DAVAO CITY (18 July) — Not sick, no. Doctor said so.
Just so serious these past few months.
Seriously demotivated for a while. And sad.
I am saddened by the bad things that happen to people who don’t deserve it. I grieve to see the core values I live by being arrogantly desecrated by the very same people who profess their actions to be guided by the very same moral imperatives.
I don’t write when I’m sad. I hope my readers understand.
Good news is – there’s another Ilagan who’s taken up the slack. My daughter Liane has gone back to writing fanfiction, weaving her plots for Phoenix Wright, Maya Fey and company to act out. To all those texting me because they miss the wayward and fanciful Ilagan voice, check out http://www.fanfiction.net/s/7168549/1/bPlatonic_b_bLove_b_bAffair_b for a dizzying merry-go-round that could only happen in the mind of an AB Psychology sophomore working out lessons in statistics, speech, and theories of personality. (By the latter, we mean theories of identity or self-constructs and not how to walk, how to talk, how to eat chalk.)

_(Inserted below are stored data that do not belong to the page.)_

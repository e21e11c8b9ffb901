// ============================================================
// Layer 6 — Evaluation Report
// ============================================================
// Turns the (predicted, true) pairs of one task into
//   - a confusion matrix (rows = true class, columns = predicted)
//   - per-class precision, recall, F1 and support
//   - accuracy, macro average and support-weighted average
//
// A class that is never predicted has precision 0, a class with
// no samples has recall 0; nothing here divides by zero.
//
// Output: printed tables plus checkpoints/evaluation.json

use anyhow::{Context, Result};
use serde::Serialize;
use std::{
    fmt, fs,
    path::{Path, PathBuf},
};

use crate::domain::task::Task;
use crate::ml::accuracy::PhaseMetrics;

fn ratio(num: usize, den: usize) -> f64 {
    if den == 0 { 0.0 } else { num as f64 / den as f64 }
}

fn f1(p: f64, r: f64) -> f64 {
    if p + r == 0.0 { 0.0 } else { 2.0 * p * r / (p + r) }
}

// ─── ConfusionMatrix ──────────────────────────────────────────────────────────
#[derive(Debug, Clone, PartialEq, Serialize)]
pub struct ConfusionMatrix {
    num_classes: usize,
    /// matrix[true][predicted]
    matrix:      Vec<Vec<usize>>,
}

impl ConfusionMatrix {
    pub fn new(num_classes: usize) -> Self {
        Self { num_classes, matrix: vec![vec![0; num_classes]; num_classes] }
    }

    /// Pairs naming a class outside `0..num_classes` are ignored.
    pub fn from_pairs(num_classes: usize, pairs: &[(usize, usize)]) -> Self {
        let mut cm = Self::new(num_classes);
        for &(pred, truth) in pairs {
            if pred < num_classes && truth < num_classes {
                cm.matrix[truth][pred] += 1;
            }
        }
        cm
    }

    pub fn get(&self, true_class: usize, pred_class: usize) -> usize {
        self.matrix[true_class][pred_class]
    }

    pub fn total(&self) -> usize {
        self.matrix.iter().flatten().sum()
    }

    pub fn support_per_class(&self) -> Vec<usize> {
        self.matrix.iter().map(|row| row.iter().sum()).collect()
    }

    pub fn precision_per_class(&self) -> Vec<f64> {
        (0..self.num_classes)
            .map(|c| {
                let predicted: usize = self.matrix.iter().map(|row| row[c]).sum();
                ratio(self.matrix[c][c], predicted)
            })
            .collect()
    }

    pub fn recall_per_class(&self) -> Vec<f64> {
        self.support_per_class()
            .iter()
            .enumerate()
            .map(|(c, &support)| ratio(self.matrix[c][c], support))
            .collect()
    }

    pub fn accuracy(&self) -> f64 {
        let correct: usize = (0..self.num_classes).map(|c| self.matrix[c][c]).sum();
        ratio(correct, self.total())
    }
}

// ─── ClassificationReport ─────────────────────────────────────────────────────
#[derive(Debug, Clone, PartialEq, Serialize)]
pub struct ClassScores {
    pub name:      String,
    pub precision: f64,
    pub recall:    f64,
    pub f1:        f64,
    pub support:   usize,
}

#[derive(Debug, Clone, PartialEq, Serialize)]
pub struct ClassificationReport {
    pub classes:      Vec<ClassScores>,
    pub accuracy:     f64,
    pub macro_avg:    ClassScores,
    pub weighted_avg: ClassScores,
}

impl ClassificationReport {
    pub fn from_confusion(cm: &ConfusionMatrix, names: &[&str]) -> Self {
        let precision = cm.precision_per_class();
        let recall    = cm.recall_per_class();
        let support   = cm.support_per_class();
        let total     = cm.total();

        let classes: Vec<ClassScores> = (0..cm.num_classes)
            .map(|c| ClassScores {
                name:      names.get(c).map_or_else(|| c.to_string(), |n| n.to_string()),
                precision: precision[c],
                recall:    recall[c],
                f1:        f1(precision[c], recall[c]),
                support:   support[c],
            })
            .collect();

        let n = classes.len().max(1) as f64;
        let macro_avg = ClassScores {
            name:      "macro avg".into(),
            precision: classes.iter().map(|s| s.precision).sum::<f64>() / n,
            recall:    classes.iter().map(|s| s.recall).sum::<f64>() / n,
            f1:        classes.iter().map(|s| s.f1).sum::<f64>() / n,
            support:   total,
        };

        let weight = |pick: fn(&ClassScores) -> f64| -> f64 {
            if total == 0 {
                return 0.0;
            }
            classes.iter().map(|s| pick(s) * s.support as f64).sum::<f64>() / total as f64
        };
        let weighted_avg = ClassScores {
            name:      "weighted avg".into(),
            precision: weight(|s| s.precision),
            recall:    weight(|s| s.recall),
            f1:        weight(|s| s.f1),
            support:   total,
        };

        Self { accuracy: cm.accuracy(), classes, macro_avg, weighted_avg }
    }
}

impl fmt::Display for ClassificationReport {
    fn fmt(&self, f: &mut fmt::Formatter<'_>) -> fmt::Result {
        let width = self.classes.iter().map(|s| s.name.len()).max().unwrap_or(0).max(12);
        writeln!(f, "{:>width$} {:>9} {:>9} {:>9} {:>9}", "", "precision", "recall", "f1-score", "support")?;
        writeln!(f)?;
        for s in &self.classes {
            writeln!(f, "{:>width$} {:>9.2} {:>9.2} {:>9.2} {:>9}", s.name, s.precision, s.recall, s.f1, s.support)?;
        }
        writeln!(f)?;
        writeln!(f, "{:>width$} {:>9} {:>9} {:>9.2} {:>9}", "accuracy", "", "", self.accuracy, self.macro_avg.support)?;
        for s in [&self.macro_avg, &self.weighted_avg] {
            writeln!(f, "{:>width$} {:>9.2} {:>9.2} {:>9.2} {:>9}", s.name, s.precision, s.recall, s.f1, s.support)?;
        }
        Ok(())
    }
}

// ─── TaskReport ───────────────────────────────────────────────────────────────
#[derive(Debug, Clone, Serialize)]
pub struct TaskReport {
    pub task:      Task,
    pub classes:   Vec<String>,
    pub confusion: ConfusionMatrix,
    pub report:    ClassificationReport,
}

impl TaskReport {
    pub fn new(task: Task, pairs: &[(usize, usize)]) -> Self {
        let names     = task.class_names();
        let confusion = ConfusionMatrix::from_pairs(task.num_classes(), pairs);
        let report    = ClassificationReport::from_confusion(&confusion, names);
        Self {
            task,
            classes: names.iter().map(|n| n.to_string()).collect(),
            confusion,
            report,
        }
    }
}

impl fmt::Display for TaskReport {
    fn fmt(&self, f: &mut fmt::Formatter<'_>) -> fmt::Result {
        writeln!(f, "=== {} ===", self.task)?;
        writeln!(f, "Confusion matrix (rows = true, columns = predicted):")?;
        let width = self.classes.iter().map(|c| c.len()).max().unwrap_or(0).max(5);
        write!(f, "{:>width$}", "")?;
        for name in &self.classes {
            write!(f, " {name:>width$}")?;
        }
        writeln!(f)?;
        for (i, name) in self.classes.iter().enumerate() {
            write!(f, "{name:>width$}")?;
            for j in 0..self.classes.len() {
                write!(f, " {:>width$}", self.confusion.get(i, j))?;
            }
            writeln!(f)?;
        }
        writeln!(f)?;
        write!(f, "{}", self.report)
    }
}

#[derive(Serialize)]
struct EvaluationFile<'a> {
    metrics: &'a PhaseMetrics,
    tasks:   &'a [TaskReport],
}

/// Write `evaluation.json` into `dir` and return its path.
pub fn save_evaluation(dir: &Path, metrics: &PhaseMetrics, reports: &[TaskReport]) -> Result<PathBuf> {
    let path = dir.join("evaluation.json");
    let json = serde_json::to_string_pretty(&EvaluationFile { metrics, tasks: reports })?;
    fs::write(&path, json).with_context(|| format!("Cannot write '{}'", path.display()))?;
    Ok(path)
}
// ============================================================
// Layer 5 — Best-Checkpoint Selection
// ============================================================
// After every validation phase the selector is shown the four
// task accuracies and decides whether the current model becomes
// the new best snapshot.
//
//   Empty ──first val epoch──▶ Saved { epoch, snapshot }
//   Saved ──policy fires────▶ Saved { epoch', snapshot' }
//
// The decision itself is a swappable `CheckpointPolicy`:
//
//   coupled      any task beats its best → ALL four bests are
//                replaced by the current accuracies
//   independent  every task tracks its own best; fires when at
//                least one of them improved
//   mean         mean of the defined accuracies beats its best
//
// Comparisons are strict. A NaN accuracy never improves
// anything, and a NaN best is beaten by any number.

use serde::{Deserialize, Serialize};

use crate::domain::task::{PerTask, TaskAccuracies};

/// `current` strictly beats `best`
pub fn improves(current: f64, best: f64) -> bool {
    !current.is_nan() && (best.is_nan() || current > best)
}

pub trait CheckpointPolicy: std::fmt::Debug {
    fn kind(&self) -> PolicyKind;

    /// Update internal bests with one epoch's accuracies and report
    /// whether this epoch should become the snapshot.
    fn observe(&mut self, accuracies: &TaskAccuracies) -> bool;

    /// Best accuracies as the policy currently tracks them
    fn bests(&self) -> TaskAccuracies;

    /// Reinstate bests saved by an earlier run.
    fn restore(&mut self, bests: TaskAccuracies);
}

#[derive(Debug, Clone, Copy, PartialEq, Eq, Default, Serialize, Deserialize, clap::ValueEnum)]
#[serde(rename_all = "lowercase")]
pub enum PolicyKind {
    #[default]
    Coupled,
    Independent,
    Mean,
}

impl PolicyKind {
    pub fn build(self) -> Box<dyn CheckpointPolicy> {
        match self {
            PolicyKind::Coupled     => Box::new(CoupledBest::default()),
            PolicyKind::Independent => Box::new(IndependentBest::default()),
            PolicyKind::Mean        => Box::new(MeanScore::default()),
        }
    }
}

// ─── Policies ─────────────────────────────────────────────────────────────────

#[derive(Debug, Clone)]
pub struct CoupledBest {
    best: TaskAccuracies,
}

impl Default for CoupledBest {
    fn default() -> Self {
        Self { best: PerTask::splat(f64::NAN) }
    }
}

impl CheckpointPolicy for CoupledBest {
    fn kind(&self) -> PolicyKind { PolicyKind::Coupled }

    fn observe(&mut self, accuracies: &TaskAccuracies) -> bool {
        let fired = accuracies.iter().any(|(task, &acc)| improves(acc, *self.best.get(task)));
        if fired {
            self.best = *accuracies;
        }
        fired
    }

    fn bests(&self) -> TaskAccuracies { self.best }

    fn restore(&mut self, bests: TaskAccuracies) { self.best = bests; }
}

#[derive(Debug, Clone)]
pub struct IndependentBest {
    best: TaskAccuracies,
}

impl Default for IndependentBest {
    fn default() -> Self {
        Self { best: PerTask::splat(f64::NAN) }
    }
}

impl CheckpointPolicy for IndependentBest {
    fn kind(&self) -> PolicyKind { PolicyKind::Independent }

    fn observe(&mut self, accuracies: &TaskAccuracies) -> bool {
        let mut fired = false;
        for (task, &acc) in accuracies.iter() {
            let best = self.best.get_mut(task);
            if improves(acc, *best) {
                *best = acc;
                fired = true;
            }
        }
        fired
    }

    fn bests(&self) -> TaskAccuracies { self.best }

    fn restore(&mut self, bests: TaskAccuracies) { self.best = bests; }
}

#[derive(Debug, Clone)]
pub struct MeanScore {
    best:      TaskAccuracies,
    best_mean: f64,
}

impl Default for MeanScore {
    fn default() -> Self {
        Self { best: PerTask::splat(f64::NAN), best_mean: f64::NAN }
    }
}

/// Mean over the tasks that had labels; NaN if none did.
pub fn defined_mean(accuracies: &TaskAccuracies) -> f64 {
    let defined: Vec<f64> = accuracies.0.iter().copied().filter(|a| !a.is_nan()).collect();
    if defined.is_empty() {
        return f64::NAN;
    }
    defined.iter().sum::<f64>() / defined.len() as f64
}

impl CheckpointPolicy for MeanScore {
    fn kind(&self) -> PolicyKind { PolicyKind::Mean }

    fn observe(&mut self, accuracies: &TaskAccuracies) -> bool {
        let mean = defined_mean(accuracies);
        let fired = improves(mean, self.best_mean);
        if fired {
            self.best      = *accuracies;
            self.best_mean = mean;
        }
        fired
    }

    fn bests(&self) -> TaskAccuracies { self.best }

    fn restore(&mut self, bests: TaskAccuracies) {
        self.best_mean = defined_mean(&bests);
        self.best      = bests;
    }
}

// ─── Selector ─────────────────────────────────────────────────────────────────

#[derive(Debug)]
pub enum BestCheckpoint<R> {
    Empty,
    Saved { epoch: usize, snapshot: R },
}

/// Owns the policy and the snapshot it guards.
#[derive(Debug)]
pub struct CheckpointSelector<R> {
    policy: Box<dyn CheckpointPolicy>,
    state:  BestCheckpoint<R>,
}

impl<R> CheckpointSelector<R> {
    pub fn new(policy: Box<dyn CheckpointPolicy>) -> Self {
        Self { policy, state: BestCheckpoint::Empty }
    }

    /// Feed one validation epoch. `snapshot` is only called when the
    /// epoch wins. Returns whether it did.
    pub fn observe(&mut self, epoch: usize, accuracies: &TaskAccuracies, snapshot: impl FnOnce() -> R) -> bool {
        let fired = self.policy.observe(accuracies);
        // the first validation epoch always leaves a snapshot, even if
        // every accuracy was NaN
        let fired = fired || matches!(self.state, BestCheckpoint::Empty);
        if fired {
            self.state = BestCheckpoint::Saved { epoch, snapshot: snapshot() };
        }
        fired
    }

    /// Continue from a previous run's best.
    pub fn resume(&mut self, epoch: usize, bests: TaskAccuracies, snapshot: R) {
        self.policy.restore(bests);
        self.state = BestCheckpoint::Saved { epoch, snapshot };
    }

    pub fn kind(&self) -> PolicyKind {
        self.policy.kind()
    }

    pub fn bests(&self) -> TaskAccuracies {
        self.policy.bests()
    }

    pub fn best_epoch(&self) -> Option<usize> {
        match self.state {
            BestCheckpoint::Empty => None,
            BestCheckpoint::Saved { epoch, .. } => Some(epoch),
        }
    }

    pub fn into_snapshot(self) -> Option<(usize, R)> {
        match self.state {
            BestCheckpoint::Empty => None,
            BestCheckpoint::Saved { epoch, snapshot } => Some((epoch, snapshot)),
        }
    }
}
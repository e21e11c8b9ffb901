// ============================================================
// Layer 4 — Train/Validation/Test Splitter
// ============================================================
// Shuffles samples with a fixed seed and splits them into:
//   - Training set:   used to update model weights
//   - Validation set: used to pick the best checkpoint
//   - Test set:       held out for the final report
//
// Default ratio: 80% train, then the remaining 20% is halved
// into 10% validation and 10% test.
//
// The folder scan is ordered by task, so without shuffling the
// held-out sets would only contain Trunk2 photographs.
//
// The RNG is seeded so the same data directory always produces
// the same split (and a resumed run sees the same sets).
//
// Reference: rand crate documentation (SliceRandom, StdRng)

use rand::{rngs::StdRng, seq::SliceRandom, SeedableRng};
use serde::{Deserialize, Serialize};

/// Shuffle `samples` with `seed` and split into (train, rest).
///
/// # Arguments
/// * `samples`        - All available samples (consumed by this function)
/// * `train_fraction` - Proportion for training, e.g. 0.8 = 80%
pub fn split_train_val<T>(mut samples: Vec<T>, train_fraction: f64, seed: u64) -> (Vec<T>, Vec<T>) {
    let mut rng = StdRng::seed_from_u64(seed);
    samples.shuffle(&mut rng);

    let total    = samples.len();
    let split_at = ((total as f64) * train_fraction).round() as usize;
    let split_at = split_at.min(total);

    // After this: samples = [0..split_at], rest = [split_at..total]
    let rest = samples.split_off(split_at);

    tracing::debug!(
        "Dataset split: {} / {} ({}% / {}%)",
        samples.len(),
        rest.len(),
        (samples.len() * 100) / total.max(1),
        (rest.len()    * 100) / total.max(1),
    );

    (samples, rest)
}

/// The three sets a training run works with
#[derive(Debug, Clone, Serialize, Deserialize)]
pub struct Splits<T> {
    pub train: Vec<T>,
    pub val:   Vec<T>,
    pub test:  Vec<T>,
}

/// Split into train / val / test. `held_out_fraction` of the data is
/// held out and then divided equally between validation and test.
pub fn split_three<T>(samples: Vec<T>, held_out_fraction: f64, seed: u64) -> Splits<T> {
    let (train, held_out) = split_train_val(samples, 1.0 - held_out_fraction, seed);
    let (val, test)       = split_train_val(held_out, 0.5, seed);
    Splits { train, val, test }
}

// ─── Unit Tests ───────────────────────────────────────────────────────────────
#[cfg(test)]
mod tests {
    use super::*;

    #[test]
    fn test_correct_split_sizes() {
        let items: Vec<usize> = (0..100).collect();
        let (train, val)      = split_train_val(items, 0.8, 7);
        assert_eq!(train.len(), 80);
        assert_eq!(val.len(),   20);
    }

    #[test]
    fn test_all_items_preserved() {
        let items: Vec<usize> = (0..50).collect();
        let splits = split_three(items, 0.2, 100);
        let mut all: Vec<usize> = splits.train.iter()
            .chain(&splits.val)
            .chain(&splits.test)
            .copied()
            .collect();
        all.sort();
        assert_eq!(all, (0..50).collect::<Vec<_>>());
        assert_eq!(splits.train.len(), 40);
        assert_eq!(splits.val.len(),   5);
        assert_eq!(splits.test.len(),  5);
    }

    #[test]
    fn test_same_seed_same_split() {
        let a = split_three((0..30).collect::<Vec<usize>>(), 0.2, 100);
        let b = split_three((0..30).collect::<Vec<usize>>(), 0.2, 100);
        assert_eq!(a.train, b.train);
        assert_eq!(a.test,  b.test);
    }

    #[test]
    fn test_empty_dataset() {
        let items: Vec<usize> = Vec::new();
        let splits = split_three(items, 0.2, 1);
        assert!(splits.train.is_empty());
        assert!(splits.val.is_empty());
        assert!(splits.test.is_empty());
    }
}
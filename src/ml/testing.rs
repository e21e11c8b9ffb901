// Shared fixtures for the training and evaluation tests.

use std::path::{Path, PathBuf};

use anyhow::{bail, Result};
use burn::backend::{ndarray::NdArray, Autodiff};

use crate::application::train_use_case::TrainConfig;
use crate::data::dataset::mix_seed;
use crate::data::splitter::Splits;
use crate::domain::sample::{Phase, TreeSample};
use crate::domain::task::{Task, TaskLabels};
use crate::domain::traits::ImageDecoder;
use crate::ml::backbone::ResNetConfig;
use crate::ml::model::MultiTaskConfig;

pub type TestBackend  = NdArray<f32>;
pub type TestAutodiff = Autodiff<NdArray<f32>>;

pub const IMAGE_SIZE: usize = 32;

/// One bottleneck per stage, four base channels
pub fn tiny_config() -> MultiTaskConfig {
    MultiTaskConfig::new(ResNetConfig::new([1, 1, 1, 1]).with_base_width(4))
}

/// Pseudo-random pixels derived from the path (and, in training,
/// the augmentation seed). Paths containing "corrupt" fail.
#[derive(Debug)]
pub struct SyntheticDecoder;

impl ImageDecoder for SyntheticDecoder {
    fn decode(&self, path: &Path, phase: Phase, seed: u64) -> Result<Vec<f32>> {
        let name = path.to_string_lossy();
        if name.contains("corrupt") {
            bail!("corrupt image");
        }
        let start = if phase.is_train() { seed } else { 0 };
        let mut state = name.bytes().fold(start, |h, b| h.wrapping_mul(31).wrapping_add(b as u64));
        Ok((0..3 * IMAGE_SIZE * IMAGE_SIZE)
            .map(|_| {
                state = mix_seed(state, 1);
                (state % 1000) as f32 / 500.0 - 1.0
            })
            .collect())
    }

    fn image_size(&self) -> usize {
        IMAGE_SIZE
    }
}

/// 3 leaf, 3 shape, 2 trunk and 2 trunk2 photographs
pub fn ten_samples() -> Vec<TreeSample> {
    let labelled: [(Task, usize); 10] = [
        (Task::Leaf, 0), (Task::Leaf, 1), (Task::Leaf, 2),
        (Task::Shape, 0), (Task::Shape, 1), (Task::Shape, 2),
        (Task::Trunk, 0), (Task::Trunk, 2),
        (Task::Trunk2, 0), (Task::Trunk2, 1),
    ];
    labelled.iter()
        .enumerate()
        .map(|(i, &(task, class))| {
            let path = PathBuf::from(task.dir_name())
                .join(task.class_names()[class])
                .join(format!("{i}.jpg"));
            TreeSample::new(path, TaskLabels::single(task, class))
        })
        .collect()
}

/// Small, single-worker run writing into `dir`
pub fn test_config(dir: &Path) -> TrainConfig {
    TrainConfig {
        checkpoint_dir: dir.to_string_lossy().into_owned(),
        epochs:         1,
        batch_size:     5,
        num_workers:    1,
        train_repeat:   1,
        image_size:     IMAGE_SIZE,
        resize:         IMAGE_SIZE,
        lr:             0.01,
        ..TrainConfig::default()
    }
}

/// The ten samples in every split
pub fn sample_splits() -> Splits<TreeSample> {
    Splits { train: ten_samples(), val: ten_samples(), test: ten_samples() }
}
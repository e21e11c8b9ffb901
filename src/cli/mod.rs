// ============================================================
// Layer 1 — CLI / Presentation Layer
// ============================================================
// This is the entry point for all user interaction.
// It uses the `clap` crate to parse command line arguments.
// All business logic is delegated to Layer 2 (application).
//
// Two commands are supported:
//   1. `train`      trains the classifier, then reports on the test split
//   2. `evaluate`   reloads the best checkpoint and reports again
//
// Reference: Rust Book §7 (Modules), §12 (CLI programs)

pub mod commands;

use anyhow::Result;
use clap::Parser;
use commands::{Commands, EvaluateArgs, TrainArgs};

#[derive(Parser, Debug)]
#[command(
    name = "tree_morph",
    version = "0.1.0",
    about = "Train a partial-label multi-task ResNet on tree morphology photographs."
)]
pub struct Cli {
    /// The subcommand to run (train or evaluate)
    #[command(subcommand)]
    pub command: Commands,
}

impl Cli {
    /// Match on the subcommand and dispatch to the correct use case.
    pub fn run(self) -> Result<()> {
        match self.command {
            Commands::Train(args)    => run_train(args),
            Commands::Evaluate(args) => run_evaluate(args),
        }
    }
}

fn run_train(args: TrainArgs) -> Result<()> {
    use crate::application::train_use_case::TrainUseCase;

    tracing::info!("Starting training on images in: {}", args.data_dir);
    let checkpoint_dir = args.checkpoint_dir.clone();
    TrainUseCase::new(args.into()).execute()?;

    println!("Training complete. Best model saved in '{checkpoint_dir}'.");
    Ok(())
}

fn run_evaluate(args: EvaluateArgs) -> Result<()> {
    use crate::application::evaluate_use_case::EvaluateUseCase;

    EvaluateUseCase::new(args.checkpoint_dir, args.batch_size).execute()
}
//! Argon2id key derivation for the field codec.
//!
//! Exports carry no salt, so derivation uses a fixed application salt. The
//! salt separates this crate's keys from any other Argon2id use of the same
//! passphrase; the cost parameters slow down guessing.

use argon2::{Algorithm, Argon2, Params, Version};
use zeroize::Zeroizing;

use crate::{Error, Result};

/// Fixed application salt.
const APP_SALT: &[u8] = b"settings-import/field-codec/v1";

/// Length of each derived subkey.
pub const SUBKEY_LEN: usize = 32;

/// Cipher key followed by nonce key.
const DERIVED_LEN: usize = 2 * SUBKEY_LEN;

/// Argon2id cost parameters.
///
/// Encoder and decoder must agree on these; a token produced under other
/// parameters fails to decode.
#[derive(Debug, Clone, Copy, PartialEq, Eq)]
pub struct KdfParams {
    /// Memory cost in KiB.
    pub memory_kib: u32,
    /// Number of passes.
    pub iterations: u32,
    /// Degree of parallelism.
    pub parallelism: u32,
}

impl Default for KdfParams {
    fn default() -> Self {
        Self::new(19 * 1024, 3, 1)
    }
}

impl KdfParams {
    /// Creates a parameter set.
    #[must_use]
    pub const fn new(memory_kib: u32, iterations: u32, parallelism: u32) -> Self {
        Self {
            memory_kib,
            iterations,
            parallelism,
        }
    }

    /// Checks the parameters against Argon2's limits.
    ///
    /// # Errors
    ///
    /// Returns [`Error::InvalidInput`] if Argon2 rejects the parameters.
    pub fn validate(&self) -> Result<()> {
        self.argon2_params()
            .map(|_| ())
            .map_err(|e| Error::InvalidInput(format!("invalid KDF parameters: {e}")))
    }

    fn argon2_params(&self) -> std::result::Result<Params, argon2::Error> {
        Params::new(
            self.memory_kib,
            self.iterations,
            self.parallelism,
            Some(DERIVED_LEN),
        )
    }
}

/// Keys derived from one passphrase.
pub struct DerivedKeys {
    material: Zeroizing<[u8; DERIVED_LEN]>,
}

impl DerivedKeys {
    /// AES-256-GCM key.
    #[must_use]
    pub fn cipher_key(&self) -> &[u8] {
        &self.material[..SUBKEY_LEN]
    }

    /// HMAC key for synthetic nonces.
    #[must_use]
    pub fn nonce_key(&self) -> &[u8] {
        &self.material[SUBKEY_LEN..]
    }
}

/// Derives the cipher and nonce keys from a passphrase using Argon2id.
///
/// # Errors
///
/// Returns [`Error::InvalidInput`] for unusable parameters, or
/// [`Error::OperationFailed`] if derivation fails.
pub fn derive_keys(passphrase: &[u8], params: &KdfParams) -> Result<DerivedKeys> {
    let argon2_params = params
        .argon2_params()
        .map_err(|e| Error::InvalidInput(format!("invalid KDF parameters: {e}")))?;
    let argon2 = Argon2::new(Algorithm::Argon2id, Version::V0x13, argon2_params);

    let mut material = Zeroizing::new([0u8; DERIVED_LEN]);
    argon2
        .hash_password_into(passphrase, APP_SALT, material.as_mut())
        .map_err(|e| Error::OperationFailed {
            operation: "derive_keys".to_string(),
            cause: format!("Argon2id key derivation failed: {e}"),
        })?;

    Ok(DerivedKeys { material })
}

#[cfg(test)]
mod tests {
    use super::*;

    // Low cost for fast tests.
    const FAST: KdfParams = KdfParams::new(64, 1, 1);

    #[test]
    fn test_derivation_is_deterministic() {
        let a = derive_keys(b"passphrase", &FAST).unwrap();
        let b = derive_keys(b"passphrase", &FAST).unwrap();
        assert_eq!(a.cipher_key(), b.cipher_key());
        assert_eq!(a.nonce_key(), b.nonce_key());
    }

    #[test]
    fn test_subkeys_are_distinct() {
        let keys = derive_keys(b"passphrase", &FAST).unwrap();
        assert_eq!(keys.cipher_key().len(), SUBKEY_LEN);
        assert_eq!(keys.nonce_key().len(), SUBKEY_LEN);
        assert_ne!(keys.cipher_key(), keys.nonce_key());
    }

    #[test]
    fn test_passphrase_and_params_change_keys() {
        let base = derive_keys(b"passphrase", &FAST).unwrap();
        let other_pass = derive_keys(b"passphrase2", &FAST).unwrap();
        let other_cost = derive_keys(b"passphrase", &KdfParams::new(64, 2, 1)).unwrap();
        assert_ne!(base.cipher_key(), other_pass.cipher_key());
        assert_ne!(base.cipher_key(), other_cost.cipher_key());
    }

    #[test]
    fn test_key_is_not_plain_sha256() {
        use sha2::{Digest, Sha256};
        let keys = derive_keys(b"passphrase", &FAST).unwrap();
        let digest = Sha256::digest(b"passphrase");
        assert_ne!(keys.cipher_key(), digest.as_slice());
    }

    #[test]
    fn test_invalid_params_rejected() {
        let bad = KdfParams::new(1, 1, 1);
        assert!(matches!(bad.validate(), Err(Error::InvalidInput(_))));
        assert!(matches!(
            derive_keys(b"p", &bad),
            Err(Error::InvalidInput(_))
        ));
        assert!(KdfParams::default().validate().is_ok());
    }
}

For good measure, Li throws in a little Star Trek, Eureka, Pokemon, Phineas and Ferb, Harry Potter, Rebecca Black, Fairly Oddparents, and whatever else in her cultural heritage that would make items of academic information hang together. Reading what she writes, I am optimistic that she’ll survive sophomore year. Her references are not exactly the pegs and spokes I would personally use to hang on to important classroom information, but it looks like this system works for Li.
It’s refreshing, actually, if I may say so myself. This parent keeps impressing on her daughters the need for a system when hitting the books. Lili – light of my life – my daughter who so wants to be convinced she is not anything like her most beloved mother, ends up devising a system so far removed from anything I would have come up with.
For one thing, I am not a creative writer. Wayward and fanciful is all I can be. Creative is a rung up the evolution ladder, I guess.
I am happy that my daughter is writing again. I am happy she’s found her audience. I am happy she’s finding her own voice and is having a blast sounding it.
Impressed, more like.
In real life, Li hears everything even when she acts like she isn’t paying attention. So I guess it shouldn’t surprise me that when she tells her story, it’s like she’s making the reader listen in to people talking. I just want to give her a big bear hug for saying boo-yah to all those rules about building plots and developing characterization that creative writing teachers teach. Liane’s style is more let’s get down to it and let plot and characterization grow in you as you read along.
For such a girly-girly girl, she writes like a boy. Short sentences. Really short. Perhaps a habit shaped by the 160-character limit of a text message.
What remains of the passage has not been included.